People with TB and HIV have a two to three-fold increased risk of dying of COVID-19, although this is still far less risky than for the elderly and people with diabetes, according to data released by Western Cape Health. News24 reports that the risk for people with these comorbidities is lower than what researchers expected.
As part of its analysis, the Western Cape reviewed 12 987 COVID-19 cases in its public sector, including 435 deaths. The department found that just over half of COVID-19 deaths were due to diabetes. In contrast, about one in 10 fatalities from the new coronavirus was due to being HIV positive and 2% were due to having active TB.
University of Cape Town associate professor Mary-Ann Davies, a public health specialist in at Western Cape Health, presented the findings during a webinar hosted by the Bhekisisa Centre for Health Journalism and the Aurum Institute where she highlighted that people living with HIV tend to be younger and the risk of developing serious COVID-19 illness for young people is very low. But she added that many deaths among people living with HIV occurred in those with other underlying health conditions, such as diabetes and high blood pressure.
News24 reports that the preliminary results, which Davies cautioned was not a formal study, also found virtually no difference in the risk of dying of COVID-19 between HIV-positive people who were virally suppressed and those who were not.
The Western Cape data set is not only the first in Africa, but likely one of the largest such analyses released globally on coronavirus and HIV as well as TB. “This is the first proper Africa data we have to start comparing ourselves to the rest of the world,” says Francois Venter, deputy executive director at Wits Reproductive Health and HIV Institute. “It has huge implications for how we run our health programme and how we respond to COVID.”
Although not being on HIV treatment may not put people at an extremely higher risk of serious COVID-19 than others, it does place them at an increased risk of developing other diseases such as TB, which remains the leading cause of natural death in South Africa, according to Statistics South Africa.
If you have uncontrolled diabetes, your chances of dying from COVID-19 are more than 13 times higher, the data revealed. While being in your 50s increases your chances of death tenfold, being in your 60s increased your chances more than 13 times, and being in your seventies, more than 19 times.
Yet, if you have HIV, it only increases your chances of dying by 2.75 times, and with TB it’s less than 2.6 times riskier (or only 1.4 times riskier for death if you’ve had it in the past rather than the present).
Davies in quoted in The Times as saying: “This is key information. We wanted to know in our population with its particular health profile who would be at highest risk of poor outcomes with COVID-19. We might have expected that effect of HIV and TB to be really large, but it is actually fairly low.”
Davies and the team collated information from 3.5m patients in the public health system in the Western Cape from the past three years and looked at associated factors.
The data, just as across the globe, showed that “men and people who are older are more likely to die from COVID-19 than others”. It was also known that comorbidities like diabetes (especially uncontrolled), high blood pressure and chronic kidney disease were also major risk factors for poor COVID-19 outcomes. But now, the new data has shown that people with TB are actually at a smaller increased risk of death than the other comorbidities.

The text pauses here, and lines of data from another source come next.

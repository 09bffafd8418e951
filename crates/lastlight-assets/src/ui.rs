//! UI sound effects: short blips, sweeps, and whooshes.

use lastlight_audio::envelope::AdsrParams;
use lastlight_audio::filter::low_pass;
use lastlight_audio::mixer::{Layer, Mixer, MixerOutput};
use lastlight_audio::oscillator::{linear_sweep, num_samples, sine, square, white_noise};
use rand_pcg::Pcg32;

use crate::support::{finish_one_shot, GAME_SR as SR};

/// 0.08 s square-wave blip.
pub fn click(_rng: &mut Pcg32) -> MixerOutput {
    let samples = low_pass(&square(800.0, 0.08, 0.3, SR), 2000.0, SR);
    finish_one_shot(samples, &AdsrParams::percussive(0.001, 0.02, 0.06))
}

/// 0.05 s soft sine tick.
pub fn hover(_rng: &mut Pcg32) -> MixerOutput {
    let samples = low_pass(&sine(600.0, 0.05, SR), 3000.0, SR);
    finish_one_shot(samples, &AdsrParams::percussive(0.001, 0.01, 0.04))
}

/// 0.15 s rising sweep, 200 to 800 Hz.
pub fn dialog_open(_rng: &mut Pcg32) -> MixerOutput {
    let samples = low_pass(&linear_sweep(200.0, 800.0, 0.15, SR), 2000.0, SR);
    finish_one_shot(samples, &AdsrParams::percussive(0.02, 0.05, 0.08))
}

/// 0.12 s falling sweep, 800 to 200 Hz.
pub fn dialog_close(_rng: &mut Pcg32) -> MixerOutput {
    let samples = low_pass(&linear_sweep(800.0, 200.0, 0.12, SR), 2000.0, SR);
    finish_one_shot(samples, &AdsrParams::percussive(0.01, 0.04, 0.07))
}

/// Two-tone confirmation: A4 then C#5 with a short gap.
pub fn end_turn(_rng: &mut Pcg32) -> MixerOutput {
    let mut mix = Mixer::new(num_samples(0.25, SR));
    mix.add(Layer::new(sine(440.0, 0.1, SR), 1.0));
    mix.add(Layer::with_delay(sine(554.0, 0.1, SR), 1.0, num_samples(0.15, SR)));
    let samples = low_pass(&mix.mix_mono(), 3000.0, SR);
    finish_one_shot(samples, &AdsrParams::percussive(0.01, 0.05, 0.14))
}

/// 0.4 s filtered noise whoosh.
pub fn transition(rng: &mut Pcg32) -> MixerOutput {
    let mut samples = white_noise(rng, num_samples(0.4, SR));
    for _ in 0..3 {
        samples = low_pass(&samples, 5000.0, SR);
    }
    finish_one_shot(samples, &AdsrParams::percussive(0.05, 0.15, 0.2))
}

The Times reports that according to Professor Gavin Churchyard of The Aurum Institute, the data collated “is amazing and will help shape policy going forward”. He said many people could not access diagnostics and treatment for TB during lockdown, and it was therefore likely that undetected cases were spreading in communities. He described the response to COVID-19 as “both beneficial and harmful to the control of TB”.
While “social distancing and isolation” had helped prevent the transmission of TB, COVID-19 had also “interrupted diagnostics and treatment”. Ultimately, its “overall effect” had been harmful, he said.

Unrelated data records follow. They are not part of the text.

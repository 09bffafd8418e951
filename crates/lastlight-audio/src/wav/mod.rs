//! Deterministic 16-bit PCM WAV output.
//!
//! Hand-rolled RIFF writer so the bytes are identical across platforms and
//! library versions. Asset hashes are computed over the PCM payload.

mod format;
mod result;
mod writer;

pub use format::WavFormat;
pub use result::WavResult;
pub use writer::{samples_to_pcm16, stereo_to_pcm16, write_wav, write_wav_to_vec};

According to the data compiled by the Western Cape government it was not just single illnesses to which COVID-19-infected succumbed: A full 65% of the patients cited had more than one comorbidity. And two out of five had three or more.

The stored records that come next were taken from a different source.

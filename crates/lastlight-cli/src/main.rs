//! Last Light Odyssey audio generation CLI.
//!
//! Renders the full asset catalog (or a subset) into the game's
//! `assets/audio/` tree. WAV assets are written directly; scene assets are
//! transcoded to MP3 through ffmpeg.

use std::process::ExitCode;

use clap::{Parser, Subcommand};

mod commands;
mod transcode;

/// Last Light Odyssey - procedural audio asset generator
#[derive(Parser)]
#[command(name = "lastlight-audiogen")]
#[command(author, version, about, long_about = None)]
struct Cli {
    #[command(subcommand)]
    command: Commands,
}

#[derive(Subcommand)]
enum Commands {
    /// Generate audio assets into the output tree
    Generate {
        /// Root directory; assets land under <out-dir>/assets/audio/
        #[arg(long, default_value = ".")]
        out_dir: String,

        /// Generate a single asset by catalog name (e.g. sfx/ui/click)
        #[arg(long, conflicts_with = "category")]
        only: Option<String>,

        /// Generate one category (music, ui, combat, alarms, movement, scenes)
        #[arg(long)]
        category: Option<String>,

        /// Base seed for deterministic rendering
        #[arg(long, default_value_t = lastlight_assets::BASE_SEED)]
        seed: u32,

        /// Keep scene assets as WAV instead of transcoding to MP3
        #[arg(long)]
        skip_mp3: bool,
    },

    /// List the asset catalog
    List {
        /// Machine-readable JSON output
        #[arg(long)]
        json: bool,
    },
}

fn main() -> ExitCode {
    let cli = Cli::parse();

    let result = match cli.command {
        Commands::Generate {
            out_dir,
            only,
            category,
            seed,
            skip_mp3,
        } => commands::generate::run(
            &out_dir,
            only.as_deref(),
            category.as_deref(),
            seed,
            skip_mp3,
        ),
        Commands::List { json } => commands::list::run(json),
    };

    match result {
        Ok(code) => code,
        Err(err) => {
            eprintln!("error: {:#}", err);
            ExitCode::FAILURE
        }
    }
}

And, says a News24 report, it’s not only patients taking the toll, but healthcare workers – a total of 6.3% of cases in the Western Cape. Provincial experts told President Cyril Ramaphosa on his visit last week that 1,662 healthcare workers had been infected so far. Of all patients hospitalised, 8.3% were healthcare workers. This South African figure was higher than China (3.8%), but lower than the US (11%), Spain (19%) and British Columbia, Canada (21%).
The report says Western Cape Health presented the president with a complex matrix, explained in its “Standard Operating Procedure for Hospital Staff Members with exposure to COVID-19 individuals”. This calculated their potential exposure, and detailed the steps all staff had to follow, post-exposure. The province had also adopted a “Buddy Screening System”, by which healthcare workers assessed peers.